The comment caught in my throat – did she truly believe that
this
was the real tragedy of late? But I repelled the urge to react.

‘As you like cleaning so much, Esther,’ Tristan suggested, unable to hold his own tongue, ‘maybe you’d like to take Billy’s place? It was him I took all those risks for, after all.’

If Esther’s comment caught in my throat, Tristan’s caught my breath. He was obviously more angered by Esther’s words than I imagined, as it was out of character for him to be quite so blunt. My sister wasn’t quite sure how to react, but his words definitely made her think.

‘I’ll just look after my son, if that’s ok,’ she said, her officious tone retreating. ‘I do appreciate it, Tristan. Come on, Billy. Is it alright if he rests in Elinor’s room?’

Yes,
I nodded, feeling a little sorry for her.

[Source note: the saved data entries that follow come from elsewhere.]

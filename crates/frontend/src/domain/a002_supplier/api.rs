use contracts::domain::a002_supplier::aggregate::{Supplier, SupplierOption, SupplierPayload};
use contracts::domain::common::TableRecord;
use contracts::shared::error::ApiError;
use contracts::shared::query::{Order, TableQuery};

use crate::shared::rest;

pub async fn fetch_suppliers() -> Result<Vec<Supplier>, ApiError> {
    let query = TableQuery::from(Supplier::table_name()).order("created_at", Order::Desc);
    rest::select(&query).await
}

/// Supplier select of the product form, by name
pub async fn fetch_supplier_options() -> Result<Vec<SupplierOption>, ApiError> {
    let query = TableQuery::from(Supplier::table_name())
        .select("id,name")
        .order("name", Order::Asc);
    rest::select(&query).await
}

pub async fn create_supplier(payload: &SupplierPayload) -> Result<(), ApiError> {
    rest::insert(Supplier::table_name(), payload).await
}

pub async fn update_supplier(id: &str, payload: &SupplierPayload) -> Result<(), ApiError> {
    rest::update_eq(Supplier::table_name(), "id", id, payload).await
}

pub async fn delete_supplier(id: &str) -> Result<(), ApiError> {
    rest::delete_eq(Supplier::table_name(), "id", id).await
}
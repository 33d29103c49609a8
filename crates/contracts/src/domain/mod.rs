pub mod a001_product;
pub mod a002_supplier;
pub mod a003_category;
pub mod common;
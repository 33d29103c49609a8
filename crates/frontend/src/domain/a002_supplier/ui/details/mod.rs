mod view;
mod view_model;

pub use view::SupplierDetails;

Tristan went to apologise to me for his outburst, but I rubbed his arm affectionately, another sign he understood:
there is no need,
it told him.

We finished off the job in hand in almost silence. Whilst involving Billy had added a touch of fun to the proceedings – and allowed my nephew to contribute to the clean-up of the drama he’d started – his absence didn’t slow us down, and my sister’s domestic expertise wasn’t required, either. The cleaning aspect was easy – we swished the snakes of fabric and rubber arms and legs around in the soapy bath water until we were satisfied they were clean, drained the small pool and filled it up again with clear, warm water, repeating the swishing.

‘That will have to do,’ I told Tristan, pulling the plug a second time.

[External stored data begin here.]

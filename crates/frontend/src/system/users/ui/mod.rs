mod edit;

use contracts::shared::cache::keys;
use contracts::system::users::UserProfile;
use leptos::prelude::*;
use leptos::task::spawn_local;
use thaw::*;

use crate::layout::toast_service::use_toast;
use crate::shared::components::page_header::PageHeader;
use crate::shared::components::ui::RoleBadge;
use crate::shared::date_utils::format_cn_date;
use crate::shared::icons::icon;
use crate::shared::modal::confirm;
use crate::shared::page_frame::PageFrame;
use crate::shared::page_standard::PAGE_CAT_SYSTEM;
use crate::shared::query_client::use_query_client;
use crate::system::users::api;
use edit::EditUserDialog;

/// Admin panel (`/admin`): every user profile with its role
#[component]
pub fn AdminPanel() -> impl IntoView {
    let queries = use_query_client();
    let toast = use_toast();

    let users: RwSignal<Vec<UserProfile>> = RwSignal::new(Vec::new());
    let (loading, set_loading) = signal(true);
    let (error, set_error) = signal::<Option<String>>(None);
    let editing_user: RwSignal<Option<UserProfile>> = RwSignal::new(None);

    Effect::new(move |_| {
        queries.watch(keys::ADMIN_USERS);
        set_loading.set(true);
        spawn_local(async move {
            match api::fetch_users().await {
                Ok(data) => {
                    users.set(data);
                    set_error.set(None);
                }
                Err(e) => set_error.set(Some(format!("加载用户失败: {}", e))),
            }
            set_loading.set(false);
        });
    });

    let delete_user = move |user_id: String| {
        if !confirm("确定要删除此用户吗？此操作不可逆！") {
            return;
        }
        spawn_local(async move {
            match api::delete_user(&user_id).await {
                Ok(()) => {
                    queries.invalidate(keys::ADMIN_USERS);
                    queries.invalidate(keys::USER_ROLES);
                    queries.invalidate(&keys::user_role(&user_id));
                    toast.success("用户删除成功");
                }
                Err(e) => toast.error("删除用户失败", e),
            }
        });
    };

    view! {
        <PageFrame page_id="sys_users--list" category=PAGE_CAT_SYSTEM>
            <PageHeader title="管理面板" subtitle="查看和管理所有用户账号信息".to_string()>
                <Badge>{move || users.with(|u| u.len()).to_string()}</Badge>
            </PageHeader>

            <div class="page__content">
                {move || error.get().map(|e| view! { <div class="alert alert--error">{e}</div> })}

                <Show
                    when=move || !loading.get() || !users.with(|u| u.is_empty())
                    fallback=|| view! { <div class="page-loading">"加载中..."</div> }
                >
                    <div class="table-wrapper">
                        <Table attr:style="width: 100%;">
                            <TableHeader>
                                <TableRow>
                                    <TableHeaderCell>"用户名"</TableHeaderCell>
                                    <TableHeaderCell>"邮箱"</TableHeaderCell>
                                    <TableHeaderCell>"角色"</TableHeaderCell>
                                    <TableHeaderCell>"注册时间"</TableHeaderCell>
                                    <TableHeaderCell>"操作"</TableHeaderCell>
                                </TableRow>
                            </TableHeader>
                            <TableBody>
                                {move || users.get().into_iter().map(|user| {
                                    let user_id = user.id.clone();
                                    let user_for_edit = user.clone();
                                    let registered = format_cn_date(&user.created_at);
                                    let full_name = user.full_name.clone().unwrap_or_else(|| "未设置".to_string());
                                    let email = user.email.clone().unwrap_or_else(|| "未设置".to_string());
                                    let role = user.primary_role();
                                    view! {
                                        <TableRow>
                                            <TableCell>
                                                <TableCellLayout truncate=true>
                                                    <span style="font-weight: 500;">
                                                        {full_name}
                                                    </span>
                                                </TableCellLayout>
                                            </TableCell>
                                            <TableCell>
                                                <TableCellLayout truncate=true>
                                                    {email}
                                                </TableCellLayout>
                                            </TableCell>
                                            <TableCell>
                                                <TableCellLayout>
                                                    {match role {
                                                        Some(role) => view! { <RoleBadge role=role /> }.into_any(),
                                                        None => view! {
                                                            <span class="badge badge--outline">"无角色"</span>
                                                        }.into_any(),
                                                    }}
                                                </TableCellLayout>
                                            </TableCell>
                                            <TableCell>
                                                <TableCellLayout>{registered}</TableCellLayout>
                                            </TableCell>
                                            <TableCell>
                                                <Flex gap=FlexGap::Small>
                                                    <Button
                                                        appearance=ButtonAppearance::Subtle
                                                        on_click=move |_| editing_user.set(Some(user_for_edit.clone()))
                                                        attr:title="编辑"
                                                    >
                                                        {icon("edit")}
                                                    </Button>
                                                    <Button
                                                        appearance=ButtonAppearance::Subtle
                                                        on_click=move |_| delete_user(user_id.clone())
                                                        attr:title="删除"
                                                    >
                                                        {icon("trash")}
                                                    </Button>
                                                </Flex>
                                            </TableCell>
                                        </TableRow>
                                    }
                                }).collect_view()}
                            </TableBody>
                        </Table>
                    </div>
                </Show>

                {move || editing_user.get().map(|user| view! {
                    <EditUserDialog
                        user=user
                        on_close=move || editing_user.set(None)
                    />
                })}
            </div>
        </PageFrame>
    }
}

The water had discoloured, suggesting we could do with another rinse, but clean water wasn’t something to be wasted. Whilst we were surrounded by floods, very little of it was purified and pumped into our homes. What we did receive was somehow rationed; don’t ask me how – Tristan could probably tell you. But shortly after the Great Drowning, the authorities had set to work, re-engineering our city to cope with the water, to control the damage. Yet, damage wasn’t the only thing they set out to control and clean water, like electricity, like media, like food, remained limited to us everyday people. It had been this way with most things, even in the years before the flood. As a child, I remember everything being in short-supply and tightly regulated.

I’d never got to the point where I’d used too much of it, but Esther had. Just the once, and she didn’t have a supply for three days.

She must have done her nut,
Tristan had laughed, wickedly, when I’d told him.

‘Okay,’ he agreed, as grimy water swirled away, gurgled down the pipes of our plumbing system. ‘So, next job – finding a place where all this can dry.’

That wasn’t quite so easy. Tristan rung it all out by hand and I took his and Billy’s clothes from him, placing them all on an airer I kept folded-up in the kitchen. But the protective gear that Billy had been wearing was rubber based and therefore difficult –
impossible
– to ring out. Eventually, Tristan hauled it over the pole that held the shower curtain over the bath, and let it drip. He kept vigil, mopping up the wet that gathered on the bathroom floor.